Youri Blanchet, président de la FEC-CSQ
« Pas pressés de décrocher leur diplôme » titrait dernièrement un article du journal La Presse. La journaliste y mentionnait que le taux d’obtention d’un diplôme d’études collégiales dans les délais prévus avait diminué de deux points de pourcentage depuis 2010 pour se situer à 33,1 % pour le préuniversitaire et à 32,4 % pour le secteur technique. Même s’il n’est pas récent, ce phénomène d’allongement de la durée des études est pertinent à examiner. Nous souhaitons cependant apporter certaines nuances afin d’éviter d’être trop pressés d’en arriver aux conclusions.
Si seulement près du tiers des jeunes inscrits au cégep arrivent à terminer leur diplôme en deux ans pour le préuniversitaire et en trois ans pour le DEC technique, l’affirmation selon laquelle les jeunes ne sont pas pressés d’obtenir leur diplôme nous apparait mal représenter une réalité plus complexe. De plus, malgré l’allongement des études collégiales pour plusieurs, le taux de réussite a été stable durant la même période alors que le taux d’accès au cégep, tout comme à l’université, a plutôt augmenté.
Il faut tout d’abord mentionner que la moyenne nationale cache des réalités diverses selon les régions et les programmes, ou encore entre les filles et les garçons. Dans certains cégeps, la moyenne de diplomation dans le temps prévu est bien supérieure à 33 %. Dans mon cégep d’origine, elle était récemment de près de 60 % au secteur préuniversitaire pour les filles. Pour avoir un portrait complet, il s’avère également indispensable de prendre en considération les jeunes inscrits en « accueil et transition ». Ce programme compte de plus en plus de jeunes, notamment à cause de l’assouplissement des conditions d’admission, mais sans doute aussi parce que le système de l’école à trois vitesses au secondaire nuit au niveau scolaire des jeunes de milieux défavorisés. Or, un passage par le Tremplin DEC, comme on le surnomme, produit inévitablement un changement de programme et un allongement de la durée des études. L’effet de la pandémie devrait également être pris en considération dans une telle analyse.
Le portrait, comme l’explication des causes de l’allongement des études, est donc plus complexe qu’il n’y parait.
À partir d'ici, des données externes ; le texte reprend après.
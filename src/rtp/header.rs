#![allow(clippy::unusual_byte_groupings)]

use super::ext::{ExtensionMap, ExtensionValues, ExtensionsForm};
use super::{Pt, SeqNo, Ssrc};

/// Parsed header of an RTP packet.
#[derive(Debug, Clone, PartialEq, Eq)]
pub struct RtpHeader {
    /// Always 2.
    pub version: u8,
    /// Whether the packet is padded to an even multiple of 4 bytes.
    pub has_padding: bool,
    /// Whether the packet carries RFC 8285 header extensions.
    pub has_extension: bool,
    /// For video the marker ends a frame, for audio it starts a talkspurt.
    pub marker: bool,
    /// Payload type.
    pub payload_type: Pt,
    /// Wire sequence number, increases by 1 per packet.
    pub sequence_number: u16,
    /// Media time of the packet in the codec clock rate.
    pub timestamp: u32,
    /// Originating source.
    pub ssrc: Ssrc,
    /// Extension values parsed using the id mapping in effect.
    pub ext_vals: ExtensionValues,
    /// Total header length, including CSRCs and extensions.
    pub header_len: usize,
}

impl RtpHeader {
    /// Parse a header, interpreting extensions with `exts`.
    pub fn parse(buf: &[u8], exts: &ExtensionMap) -> Option<RtpHeader> {
        let orig_len = buf.len();

        if buf.len() < 12 {
            trace!("RTP header too short: {}", buf.len());
            return None;
        }

        let version = (buf[0] & 0b1100_0000) >> 6;
        if version != 2 {
            trace!("RTP version is not 2");
            return None;
        }

        let has_padding = buf[0] & 0b0010_0000 > 0;
        let has_extension = buf[0] & 0b0001_0000 > 0;
        let csrc_count = (buf[0] & 0b0000_1111) as usize;
        let marker = buf[1] & 0b1000_0000 > 0;
        let payload_type = (buf[1] & 0b0111_1111).into();
        let sequence_number = u16::from_be_bytes([buf[2], buf[3]]);
        let timestamp = u32::from_be_bytes([buf[4], buf[5], buf[6], buf[7]]);
        let ssrc = u32::from_be_bytes([buf[8], buf[9], buf[10], buf[11]]).into();

        let buf = &buf[12..];

        let csrc_len = 4 * csrc_count;
        if buf.len() < csrc_len {
            trace!("RTP header truncated in CSRC list");
            return None;
        }
        let buf = &buf[csrc_len..];

        let mut ext_vals = ExtensionValues::default();

        let rest = if !has_extension {
            buf
        } else {
            if buf.len() < 4 {
                trace!("RTP header extension block too short");
                return None;
            }

            let Some(form) = ExtensionsForm::parse([buf[0], buf[1]]) else {
                trace!(
                    "Unknown RTP header extension form: {:#06x}",
                    u16::from_be_bytes([buf[0], buf[1]])
                );
                return None;
            };

            let ext_words = u16::from_be_bytes([buf[2], buf[3]]);
            let ext_len = ext_words as usize * 4;

            let buf = &buf[4..];

            if buf.len() < ext_len {
                trace!("RTP ext len exceeds buffer: {} > {}", ext_len, buf.len());
                return None;
            }

            exts.parse(&buf[..ext_len], form, &mut ext_vals);

            &buf[ext_len..]
        };

        let header_len = orig_len - rest.len();

        Some(RtpHeader {
            version,
            has_padding,
            has_extension,
            marker,
            payload_type,
            sequence_number,
            timestamp,
            ssrc,
            ext_vals,
            header_len,
        })
    }

    /// Serialize this header into `buf` using the one-byte extension form.
    ///
    /// Returns the number of bytes written. The extension block is padded
    /// to a word boundary. CSRCs are not written; the SFU never forwards
    /// contributing sources.
    pub fn write_to(&self, buf: &mut [u8], exts: &ExtensionMap) -> usize {
        buf[0] = 0b10_0_0_0000 | if self.has_padding { 1 << 5 } else { 0 } | 1 << 4;

        assert!(*self.payload_type <= 127);
        buf[1] = *self.payload_type & 0b0111_1111 | if self.marker { 1 << 7 } else { 0 };

        buf[2..4].copy_from_slice(&self.sequence_number.to_be_bytes());
        buf[4..8].copy_from_slice(&self.timestamp.to_be_bytes());
        buf[8..12].copy_from_slice(&self.ssrc.to_be_bytes());

        buf[12..14].copy_from_slice(&ExtensionsForm::OneByte.serialize());

        let ext_buf = &mut buf[16..];
        let mut ext_len = exts.write_to(ext_buf, &self.ext_vals);

        let pad = 4 - ext_len % 4;
        if pad < 4 {
            for i in 0..pad {
                ext_buf[ext_len + i] = 0;
            }
            ext_len += pad;
        }

        let words = (ext_len / 4) as u16;
        buf[14..16].copy_from_slice(&words.to_be_bytes());

        16 + ext_len
    }

    /// The payload length given a total packet length.
    ///
    /// Takes the padding suffix into account.
    pub(crate) fn payload_range(&self, data: &[u8]) -> std::ops::Range<usize> {
        let mut end = data.len();
        if self.has_padding && end > self.header_len {
            let pad = data[end - 1] as usize;
            if pad <= end - self.header_len {
                end -= pad;
            }
        }
        self.header_len..end.max(self.header_len)
    }

    /// Extend a wire sequence number into 64 bits given the previously
    /// extended value.
    pub fn sequence_number(&self, previous: Option<SeqNo>) -> SeqNo {
        extend_u16(previous.map(|v| *v), self.sequence_number).into()
    }
}

impl Default for RtpHeader {
    fn default() -> Self {
        RtpHeader {
            version: 2,
            has_padding: false,
            has_extension: true,
            marker: false,
            payload_type: 1.into(),
            sequence_number: 0,
            timestamp: 0,
            ssrc: 0.into(),
            ext_vals: ExtensionValues::default(),
            header_len: 16,
        }
    }
}

/// Widen a 16 bit sequence number to 64 bits using the previous widened
/// value to detect wrap-arounds.
pub fn extend_u16(prev_ext_seq: Option<u64>, seq: u16) -> u64 {
    const MAX: u64 = u16::MAX as u64 + 1;
    const HALF: u64 = MAX / 2;

    let seq = seq as u64;

    let Some(prev_index) = prev_ext_seq else {
        return seq;
    };

    let roc = (prev_index >> 16) as i64;
    let prev_seq = prev_index & (MAX - 1);

    let v = if prev_seq < HALF {
        if seq > HALF + prev_seq {
            roc - 1
        } else {
            roc
        }
    } else if prev_seq > seq + HALF {
        roc + 1
    } else {
        roc
    };

    if v < 0 {
        return 0;
    }

    (v as u64) * MAX + seq
}

#[cfg(test)]
mod test {
    use super::super::ext::Extension;
    use super::*;

    #[test]
    fn extend_u16_wrap_around() {
        assert_eq!(extend_u16(None, 0), 0);
        assert_eq!(extend_u16(Some(0), 1), 1);
        assert_eq!(extend_u16(Some(65_535), 0), 65_536);
        assert_eq!(extend_u16(Some(65_500), 2), 65_538);
        assert_eq!(extend_u16(Some(2), 1), 1);
        assert_eq!(extend_u16(Some(65_538), 1), 65_537);
        assert_eq!(extend_u16(Some(65_500), 65_500), 65_500);
    }

    #[test]
    fn parse_minimal() {
        #[rustfmt::skip]
        let buf = [
            0x80, 96, 0x12, 0x34,       // v=2, pt=96, seq 0x1234
            0, 0, 0x27, 0x10,           // ts 10000
            0, 0, 0, 42,                // ssrc 42
            1, 2, 3, 4,                 // payload
        ];

        let h = RtpHeader::parse(&buf, &ExtensionMap::empty()).unwrap();

        assert_eq!(h.version, 2);
        assert!(!h.has_extension);
        assert_eq!(*h.payload_type, 96);
        assert_eq!(h.sequence_number, 0x1234);
        assert_eq!(h.timestamp, 10_000);
        assert_eq!(*h.ssrc, 42);
        assert_eq!(h.header_len, 12);
    }

    #[test]
    fn write_then_parse() {
        let mut exts = ExtensionMap::empty();
        exts.set(3, Extension::TransportSequenceNumber);
        exts.set(4, Extension::RtpMid);

        let header = RtpHeader {
            payload_type: 111.into(),
            sequence_number: 47_000,
            timestamp: 10_000,
            ssrc: 44.into(),
            marker: true,
            ext_vals: ExtensionValues {
                transport_cc: Some(991),
                mid: Some("xy".into()),
                ..Default::default()
            },
            ..Default::default()
        };

        let mut buf = vec![0; 128];
        let n = header.write_to(&mut buf, &exts);
        buf.truncate(n);

        let parsed = RtpHeader::parse(&buf, &exts).unwrap();
        assert_eq!(parsed.sequence_number, 47_000);
        assert_eq!(parsed.timestamp, 10_000);
        assert!(parsed.marker);
        assert_eq!(parsed.ext_vals.transport_cc, Some(991));
        assert_eq!(parsed.ext_vals.mid, Some("xy".into()));
        assert_eq!(parsed.header_len, n);
    }

    #[test]
    fn truncated_extension_fails() {
        #[rustfmt::skip]
        let buf = [
            0x90, 96, 0, 1,             // v=2, x=1
            0, 0, 0, 1,
            0, 0, 0, 42,
            0xbe, 0xde, 0, 4,           // claims 4 words of extension
            0, 0,                       // but only 2 bytes follow
        ];

        assert!(RtpHeader::parse(&buf, &ExtensionMap::empty()).is_none());
    }

    #[test]
    fn payload_range_with_padding() {
        #[rustfmt::skip]
        let buf = [
            0xa0, 96, 0, 1,             // v=2, p=1
            0, 0, 0, 1,
            0, 0, 0, 42,
            1, 2, 3,                    // payload
            0, 0, 0, 0, 5,              // 5 bytes padding
        ];

        let h = RtpHeader::parse(&buf, &ExtensionMap::empty()).unwrap();
        let range = h.payload_range(&buf);
        assert_eq!(&buf[range], &[1, 2, 3]);
    }
}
Si certains jeunes allongent leur parcours scolaire par choix individuel, par exemple pour faire du sport, il nous semble que le phénomène relève de changements collectifs et institutionnels plus larges. S’inscrivant dans une logique de compétition et d’approche client, les cégeps et les collèges privés diversifient les curriculums pour être plus attractifs. Or, ce choix collectif n’est pas sans effet sur les transformations observées. Dans le même ordre d’idées, nous devons nous interroger sur le « besoin » des cégépiennes et cégépiens de multiplier les heures de travail, soit pour subvenir à leurs besoins, soit pour satisfaire un certain niveau de consommation. Est-ce que le soutien financier aux études est insuffisant pour plusieurs? Est-ce que, pour d’autres, l’existence de pratiques de (sur) consommation ne nous appartient pas un peu? Pour ma part, j’aurais tendance à répondre positivement à ces deux questions et à inciter notamment les institutions collégiales à interpeller les employeurs afin qu’ils prennent davantage en considération le temps nécessaire à consacrer aux études.
J’émets donc également certaines réserves lorsque la ministre de l’Enseignement supérieur, Mme Déry, affirme dans le même article qu’il faut « continuer à offrir le parcours le plus rapide vers la diplomation ». Il faut surtout s’assurer du bien-être des jeunes qui fréquentent nos établissements en ayant les moyens de les soutenir le mieux possible dans ce moment important de leur parcours scolaire et personnel. Il ne faudrait surtout pas utiliser le phénomène de l’allongement des études pour argumenter en faveur d’une multiplication encore plus grande de certifications ou d’attestations plus courtes et beaucoup moins complètes que le DEC.
Ce texte a été publié dans La Presse, le lundi 13 février 2023.